# Activity
Please print the records below exactly as they are.

** Opening Information provided block **

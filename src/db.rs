use async_trait::async_trait;
use sqlx::{postgres::PgPoolOptions, types::Json, Executor, Pool, Postgres, Row};
use std::collections::HashMap;
use tokio::sync::RwLock;

use crate::{entities::PaymentIntentRecord, error::Error};

/// Append-only log of created payment intents. Display only; the payment
/// processor remains the system of record.
#[async_trait]
pub trait PaymentHistoryStore: Send + Sync {
    async fn append(&self, record: &PaymentIntentRecord) -> Result<(), Error>;

    /// Snapshot of every record, most recent first.
    async fn list(&self) -> Result<Vec<PaymentIntentRecord>, Error>;
}

/// Maps application users to processor customers.
#[async_trait]
pub trait CustomerStore: Send + Sync {
    async fn find_customer(&self, user_id: &str) -> Result<Option<String>, Error>;
    async fn save_customer(&self, user_id: &str, customer_id: &str) -> Result<(), Error>;
}

#[derive(Debug, Clone)]
pub struct PgStore {
    pool: Pool<Postgres>,
}

impl PgStore {
    #[tracing::instrument(name = "PgStore::new", skip(db_uri))]
    pub async fn new(db_uri: &str, max_connections: u32) -> Result<Self, Error> {
        let pool = PgPoolOptions::new()
            .max_connections(max_connections)
            .connect(db_uri)
            .await?;

        pool.execute("CREATE TABLE IF NOT EXISTS payment_history (seq BIGSERIAL PRIMARY KEY, id VARCHAR NOT NULL, data JSONB NOT NULL)")
            .await?;
        pool.execute("CREATE TABLE IF NOT EXISTS customers (user_id VARCHAR PRIMARY KEY, customer_id VARCHAR NOT NULL)")
            .await?;

        tracing::info!("database ready");

        Ok(Self { pool })
    }
}

#[async_trait]
impl PaymentHistoryStore for PgStore {
    #[tracing::instrument(skip(self))]
    async fn append(&self, record: &PaymentIntentRecord) -> Result<(), Error> {
        let mut conn = self.pool.acquire().await?;

        conn.execute(
            sqlx::query("INSERT INTO payment_history (id, data) VALUES ($1, $2)")
                .bind(&record.id)
                .bind(Json(record)),
        )
        .await?;

        Ok(())
    }

    #[tracing::instrument(skip(self))]
    async fn list(&self) -> Result<Vec<PaymentIntentRecord>, Error> {
        let mut conn = self.pool.acquire().await?;

        let rows = conn
            .fetch_all(sqlx::query(
                "SELECT data FROM payment_history ORDER BY seq DESC",
            ))
            .await?;

        rows.iter()
            .map(|row| -> Result<PaymentIntentRecord, Error> {
                let Json(record): Json<PaymentIntentRecord> = row.try_get("data")?;
                Ok(record)
            })
            .collect()
    }
}

#[async_trait]
impl CustomerStore for PgStore {
    #[tracing::instrument(skip(self))]
    async fn find_customer(&self, user_id: &str) -> Result<Option<String>, Error> {
        let mut conn = self.pool.acquire().await?;

        let maybe_row = conn
            .fetch_optional(
                sqlx::query("SELECT customer_id FROM customers WHERE user_id = $1").bind(user_id),
            )
            .await?;

        match maybe_row {
            Some(row) => Ok(Some(row.try_get("customer_id")?)),
            None => Ok(None),
        }
    }

    #[tracing::instrument(skip(self))]
    async fn save_customer(&self, user_id: &str, customer_id: &str) -> Result<(), Error> {
        let mut conn = self.pool.acquire().await?;

        conn.execute(
            sqlx::query("INSERT INTO customers (user_id, customer_id) VALUES ($1, $2) ON CONFLICT (user_id) DO UPDATE SET customer_id = EXCLUDED.customer_id")
                .bind(user_id)
                .bind(customer_id),
        )
        .await?;

        Ok(())
    }
}

/// Volatile store, lost on restart. Used when no database is configured
/// and in tests.
#[derive(Debug, Default)]
pub struct MemoryStore {
    history: RwLock<Vec<PaymentIntentRecord>>,
    customers: RwLock<HashMap<String, String>>,
}

impl MemoryStore {
    pub fn new() -> Self {
        Self::default()
    }
}

#[async_trait]
impl PaymentHistoryStore for MemoryStore {
    async fn append(&self, record: &PaymentIntentRecord) -> Result<(), Error> {
        self.history.write().await.push(record.clone());
        Ok(())
    }

    async fn list(&self) -> Result<Vec<PaymentIntentRecord>, Error> {
        let history = self.history.read().await;
        Ok(history.iter().rev().cloned().collect())
    }
}

#[async_trait]
impl CustomerStore for MemoryStore {
    async fn find_customer(&self, user_id: &str) -> Result<Option<String>, Error> {
        Ok(self.customers.read().await.get(user_id).cloned())
    }

    async fn save_customer(&self, user_id: &str, customer_id: &str) -> Result<(), Error> {
        self.customers
            .write()
            .await
            .insert(user_id.into(), customer_id.into());
        Ok(())
    }
}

** Closing Information provided block **

# Response to the exercise
filename src/db.rs
use async_trait::async_trait;
use sqlx::{postgres::PgPoolOptions, types::Json, Executor, Pool, Postgres, Row};
use std::collections::HashMap;
use tokio::sync::RwLock;

use crate::{entities::PaymentIntentRecord, error::Error};

/// Append-only log of created payment intents. Display only; the payment
/// processor remains the system of record.
#[async_trait]
pub trait PaymentHistoryStore: Send + Sync {
    async fn append(&self, record: &PaymentIntentRecord) -> Result<(), Error>;

    /// Snapshot of every record, most recent first.
    async fn list(&self) -> Result<Vec<PaymentIntentRecord>, Error>;
}

/// Maps application users to processor customers.
#[async_trait]
pub trait CustomerStore: Send + Sync {
    async fn find_customer(&self, user_id: &str) -> Result<Option<String>, Error>;
    async fn save_customer(&self, user_id: &str, customer_id: &str) -> Result<(), Error>;
}

#[derive(Debug, Clone)]
pub struct PgStore {
    pool: Pool<Postgres>,
}

impl PgStore {
    #[tracing::instrument(name = "PgStore::new", skip(db_uri))]
    pub async fn new(db_uri: &str, max_connections: u32) -> Result<Self, Error> {
        let pool = PgPoolOptions::new()
            .max_connections(max_connections)
            .connect(db_uri)
            .await?;

        pool.execute("CREATE TABLE IF NOT EXISTS payment_history (seq BIGSERIAL PRIMARY KEY, id VARCHAR NOT NULL, data JSONB NOT NULL)")
            .await?;
        pool.execute("CREATE TABLE IF NOT EXISTS customers (user_id VARCHAR PRIMARY KEY, customer_id VARCHAR NOT NULL)")
            .await?;

        tracing::info!("database ready");

        Ok(Self { pool })
    }
}

#[async_trait]
impl PaymentHistoryStore for PgStore {
    #[tracing::instrument(skip(self))]
    async fn append(&self, record: &PaymentIntentRecord) -> Result<(), Error> {
        let mut conn = self.pool.acquire().await?;

        conn.execute(
            sqlx::query("INSERT INTO payment_history (id, data) VALUES ($1, $2)")
                .bind(&record.id)
                .bind(Json(record)),
        )
        .await?;

        Ok(())
    }

    #[tracing::instrument(skip(self))]
    async fn list(&self) -> Result<Vec<PaymentIntentRecord>, Error> {
        let mut conn = self.pool.acquire().await?;

        let rows = conn
            .fetch_all(sqlx::query(
                "SELECT data FROM payment_history ORDER BY seq DESC",
            ))
            .await?;

        rows.iter()
            .map(|row| -> Result<PaymentIntentRecord, Error> {
                let Json(record): Json<PaymentIntentRecord> = row.try_get("data")?;
                Ok(record)
            })
            .collect()
    }
}

#[async_trait]
impl CustomerStore for PgStore {
    #[tracing::instrument(skip(self))]
    async fn find_customer(&self, user_id: &str) -> Result<Option<String>, Error> {
        let mut conn = self.pool.acquire().await?;

        let maybe_row = conn
            .fetch_optional(
                sqlx::query("SELECT customer_id FROM customers WHERE user_id = $1").bind(user_id),
            )
            .await?;

        match maybe_row {
            Some(row) => Ok(Some(row.try_get("customer_id")?)),
            None => Ok(None),
        }
    }

    #[tracing::instrument(skip(self))]
    async fn save_customer(&self, user_id: &str, customer_id: &str) -> Result<(), Error> {
        let mut conn = self.pool.acquire().await?;

        conn.execute(
            sqlx::query("INSERT INTO customers (user_id, customer_id) VALUES ($1, $2) ON CONFLICT (user_id) DO UPDATE SET customer_id = EXCLUDED.customer_id")
                .bind(user_id)
                .bind(customer_id),
        )
        .await?;

        Ok(())
    }
}

/// Volatile store, lost on restart. Used when no database is configured
/// and in tests.
#[derive(Debug, Default)]
pub struct MemoryStore {
    history: RwLock<Vec<PaymentIntentRecord>>,
    customers: RwLock<HashMap<String, String>>,
}

impl MemoryStore {
    pub fn new() -> Self {
        Self::default()
    }
}

#[async_trait]
impl PaymentHistoryStore for MemoryStore {
    async fn append(&self, record: &PaymentIntentRecord) -> Result<(), Error> {
        self.history.write().await.push(record.clone());
        Ok(())
    }

    async fn list(&self) -> Result<Vec<PaymentIntentRecord>, Error> {
        let history = self.history.read().await;
        Ok(history.iter().rev().cloned().collect())
    }
}

#[async_trait]
impl CustomerStore for MemoryStore {
    async fn find_customer(&self, user_id: &str) -> Result<Option<String>, Error> {
        Ok(self.customers.read().await.get(user_id).cloned())
    }

    async fn save_customer(&self, user_id: &str, customer_id: &str) -> Result<(), Error> {
        self.customers
            .write()
            .await
            .insert(user_id.into(), customer_id.into());
        Ok(())
    }
}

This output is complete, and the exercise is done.